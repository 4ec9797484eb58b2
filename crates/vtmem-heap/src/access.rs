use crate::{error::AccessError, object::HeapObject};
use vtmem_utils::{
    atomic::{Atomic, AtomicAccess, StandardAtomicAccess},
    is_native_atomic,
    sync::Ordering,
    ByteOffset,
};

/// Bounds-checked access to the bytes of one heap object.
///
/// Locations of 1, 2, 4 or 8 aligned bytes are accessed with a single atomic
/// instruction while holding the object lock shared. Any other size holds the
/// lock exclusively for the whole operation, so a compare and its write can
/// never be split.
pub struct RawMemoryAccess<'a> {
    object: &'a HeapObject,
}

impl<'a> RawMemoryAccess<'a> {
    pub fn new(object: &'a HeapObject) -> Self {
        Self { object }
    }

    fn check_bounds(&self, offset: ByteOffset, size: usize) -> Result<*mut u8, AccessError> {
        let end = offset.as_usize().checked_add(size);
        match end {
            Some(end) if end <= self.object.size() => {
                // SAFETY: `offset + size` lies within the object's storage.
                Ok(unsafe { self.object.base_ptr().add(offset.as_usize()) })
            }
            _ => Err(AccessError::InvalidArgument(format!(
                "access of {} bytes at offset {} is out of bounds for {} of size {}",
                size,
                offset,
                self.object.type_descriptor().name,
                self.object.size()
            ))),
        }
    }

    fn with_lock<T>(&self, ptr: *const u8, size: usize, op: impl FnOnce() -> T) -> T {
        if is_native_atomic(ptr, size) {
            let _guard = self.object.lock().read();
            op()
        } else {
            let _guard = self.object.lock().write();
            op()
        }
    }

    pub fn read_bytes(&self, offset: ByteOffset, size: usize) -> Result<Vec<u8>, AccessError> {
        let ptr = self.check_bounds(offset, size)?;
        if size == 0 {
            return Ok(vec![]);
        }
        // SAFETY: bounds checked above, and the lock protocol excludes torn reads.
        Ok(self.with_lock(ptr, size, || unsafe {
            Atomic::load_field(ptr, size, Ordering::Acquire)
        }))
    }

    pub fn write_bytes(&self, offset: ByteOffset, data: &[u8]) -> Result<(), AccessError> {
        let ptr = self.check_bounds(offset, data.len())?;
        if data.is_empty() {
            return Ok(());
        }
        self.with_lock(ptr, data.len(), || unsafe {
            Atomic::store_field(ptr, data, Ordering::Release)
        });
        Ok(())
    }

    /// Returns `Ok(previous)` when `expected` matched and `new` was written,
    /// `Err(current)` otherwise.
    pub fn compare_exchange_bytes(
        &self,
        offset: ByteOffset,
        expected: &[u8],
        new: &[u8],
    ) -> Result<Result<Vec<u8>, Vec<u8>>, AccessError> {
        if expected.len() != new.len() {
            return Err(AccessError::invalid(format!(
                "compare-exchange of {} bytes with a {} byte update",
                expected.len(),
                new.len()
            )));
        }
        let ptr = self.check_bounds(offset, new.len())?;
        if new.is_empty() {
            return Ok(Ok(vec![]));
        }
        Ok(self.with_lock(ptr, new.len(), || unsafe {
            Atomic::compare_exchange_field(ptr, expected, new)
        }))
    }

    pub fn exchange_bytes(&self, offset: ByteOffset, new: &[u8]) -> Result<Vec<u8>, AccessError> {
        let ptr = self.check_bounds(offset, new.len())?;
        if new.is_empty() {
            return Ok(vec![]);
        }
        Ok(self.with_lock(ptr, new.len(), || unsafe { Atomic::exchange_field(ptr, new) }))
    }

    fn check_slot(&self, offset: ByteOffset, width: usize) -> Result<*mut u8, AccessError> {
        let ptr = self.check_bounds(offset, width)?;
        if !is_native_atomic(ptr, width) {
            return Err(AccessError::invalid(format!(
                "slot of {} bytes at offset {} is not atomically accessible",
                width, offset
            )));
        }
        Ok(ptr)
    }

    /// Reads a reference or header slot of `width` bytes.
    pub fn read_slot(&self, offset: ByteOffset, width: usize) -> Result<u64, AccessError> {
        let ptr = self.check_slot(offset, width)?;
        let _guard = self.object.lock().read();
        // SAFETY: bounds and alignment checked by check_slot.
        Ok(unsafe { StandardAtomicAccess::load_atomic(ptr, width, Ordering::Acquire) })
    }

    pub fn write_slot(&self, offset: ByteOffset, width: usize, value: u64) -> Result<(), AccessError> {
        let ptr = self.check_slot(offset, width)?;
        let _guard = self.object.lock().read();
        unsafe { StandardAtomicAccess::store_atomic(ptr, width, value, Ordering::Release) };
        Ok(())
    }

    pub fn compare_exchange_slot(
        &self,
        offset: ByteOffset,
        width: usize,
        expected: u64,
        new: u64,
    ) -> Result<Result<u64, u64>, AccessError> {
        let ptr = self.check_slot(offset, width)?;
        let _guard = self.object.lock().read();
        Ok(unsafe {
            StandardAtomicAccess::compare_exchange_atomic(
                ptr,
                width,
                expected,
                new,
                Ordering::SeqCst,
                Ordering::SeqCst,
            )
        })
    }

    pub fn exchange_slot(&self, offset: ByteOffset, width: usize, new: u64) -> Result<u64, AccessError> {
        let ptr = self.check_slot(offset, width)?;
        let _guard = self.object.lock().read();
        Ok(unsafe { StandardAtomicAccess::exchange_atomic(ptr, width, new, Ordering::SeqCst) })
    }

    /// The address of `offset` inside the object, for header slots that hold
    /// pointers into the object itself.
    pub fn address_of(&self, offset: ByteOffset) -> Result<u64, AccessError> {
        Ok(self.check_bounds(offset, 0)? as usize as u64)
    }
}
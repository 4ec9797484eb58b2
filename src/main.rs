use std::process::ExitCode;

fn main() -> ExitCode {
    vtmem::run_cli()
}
☆ ☆ ☆ ☆ ☆
> _Problem description_
An exact, complete copy of the data is the only acceptable answer.

> _Problem solution_
repository 4ec9797484eb58b2
filename crates/vtmem-heap/src/access.rs
use crate::{error::AccessError, object::HeapObject};
use vtmem_utils::{
    atomic::{Atomic, AtomicAccess, StandardAtomicAccess},
    is_native_atomic,
    sync::Ordering,
    ByteOffset,
};

/// Bounds-checked access to the bytes of one heap object.
///
/// Locations of 1, 2, 4 or 8 aligned bytes are accessed with a single atomic
/// instruction while holding the object lock shared. Any other size holds the
/// lock exclusively for the whole operation, so a compare and its write can
/// never be split.
pub struct RawMemoryAccess<'a> {
    object: &'a HeapObject,
}

impl<'a> RawMemoryAccess<'a> {
    pub fn new(object: &'a HeapObject) -> Self {
        Self { object }
    }

    fn check_bounds(&self, offset: ByteOffset, size: usize) -> Result<*mut u8, AccessError> {
        let end = offset.as_usize().checked_add(size);
        match end {
            Some(end) if end <= self.object.size() => {
                // SAFETY: `offset + size` lies within the object's storage.
                Ok(unsafe { self.object.base_ptr().add(offset.as_usize()) })
            }
            _ => Err(AccessError::InvalidArgument(format!(
                "access of {} bytes at offset {} is out of bounds for {} of size {}",
                size,
                offset,
                self.object.type_descriptor().name,
                self.object.size()
            ))),
        }
    }

    fn with_lock<T>(&self, ptr: *const u8, size: usize, op: impl FnOnce() -> T) -> T {
        if is_native_atomic(ptr, size) {
            let _guard = self.object.lock().read();
            op()
        } else {
            let _guard = self.object.lock().write();
            op()
        }
    }

    pub fn read_bytes(&self, offset: ByteOffset, size: usize) -> Result<Vec<u8>, AccessError> {
        let ptr = self.check_bounds(offset, size)?;
        if size == 0 {
            return Ok(vec![]);
        }
        // SAFETY: bounds checked above, and the lock protocol excludes torn reads.
        Ok(self.with_lock(ptr, size, || unsafe {
            Atomic::load_field(ptr, size, Ordering::Acquire)
        }))
    }

    pub fn write_bytes(&self, offset: ByteOffset, data: &[u8]) -> Result<(), AccessError> {
        let ptr = self.check_bounds(offset, data.len())?;
        if data.is_empty() {
            return Ok(());
        }
        self.with_lock(ptr, data.len(), || unsafe {
            Atomic::store_field(ptr, data, Ordering::Release)
        });
        Ok(())
    }

    /// Returns `Ok(previous)` when `expected` matched and `new` was written,
    /// `Err(current)` otherwise.
    pub fn compare_exchange_bytes(
        &self,
        offset: ByteOffset,
        expected: &[u8],
        new: &[u8],
    ) -> Result<Result<Vec<u8>, Vec<u8>>, AccessError> {
        if expected.len() != new.len() {
            return Err(AccessError::invalid(format!(
                "compare-exchange of {} bytes with a {} byte update",
                expected.len(),
                new.len()
            )));
        }
        let ptr = self.check_bounds(offset, new.len())?;
        if new.is_empty() {
            return Ok(Ok(vec![]));
        }
        Ok(self.with_lock(ptr, new.len(), || unsafe {
            Atomic::compare_exchange_field(ptr, expected, new)
        }))
    }

    pub fn exchange_bytes(&self, offset: ByteOffset, new: &[u8]) -> Result<Vec<u8>, AccessError> {
        let ptr = self.check_bounds(offset, new.len())?;
        if new.is_empty() {
            return Ok(vec![]);
        }
        Ok(self.with_lock(ptr, new.len(), || unsafe { Atomic::exchange_field(ptr, new) }))
    }

    fn check_slot(&self, offset: ByteOffset, width: usize) -> Result<*mut u8, AccessError> {
        let ptr = self.check_bounds(offset, width)?;
        if !is_native_atomic(ptr, width) {
            return Err(AccessError::invalid(format!(
                "slot of {} bytes at offset {} is not atomically accessible",
                width, offset
            )));
        }
        Ok(ptr)
    }

    /// Reads a reference or header slot of `width` bytes.
    pub fn read_slot(&self, offset: ByteOffset, width: usize) -> Result<u64, AccessError> {
        let ptr = self.check_slot(offset, width)?;
        let _guard = self.object.lock().read();
        // SAFETY: bounds and alignment checked by check_slot.
        Ok(unsafe { StandardAtomicAccess::load_atomic(ptr, width, Ordering::Acquire) })
    }

    pub fn write_slot(&self, offset: ByteOffset, width: usize, value: u64) -> Result<(), AccessError> {
        let ptr = self.check_slot(offset, width)?;
        let _guard = self.object.lock().read();
        unsafe { StandardAtomicAccess::store_atomic(ptr, width, value, Ordering::Release) };
        Ok(())
    }

    pub fn compare_exchange_slot(
        &self,
        offset: ByteOffset,
        width: usize,
        expected: u64,
        new: u64,
    ) -> Result<Result<u64, u64>, AccessError> {
        let ptr = self.check_slot(offset, width)?;
        let _guard = self.object.lock().read();
        Ok(unsafe {
            StandardAtomicAccess::compare_exchange_atomic(
                ptr,
                width,
                expected,
                new,
                Ordering::SeqCst,
                Ordering::SeqCst,
            )
        })
    }

    pub fn exchange_slot(&self, offset: ByteOffset, width: usize, new: u64) -> Result<u64, AccessError> {
        let ptr = self.check_slot(offset, width)?;
        let _guard = self.object.lock().read();
        Ok(unsafe { StandardAtomicAccess::exchange_atomic(ptr, width, new, Ordering::SeqCst) })
    }

    /// The address of `offset` inside the object, for header slots that hold
    /// pointers into the object itself.
    pub fn address_of(&self, offset: ByteOffset) -> Result<u64, AccessError> {
        Ok(self.check_bounds(offset, 0)? as usize as u64)
    }
}
repository 4ec9797484eb58b2
filename src/main.rs
use std::process::ExitCode;

fn main() -> ExitCode {
    vtmem::run_cli()
}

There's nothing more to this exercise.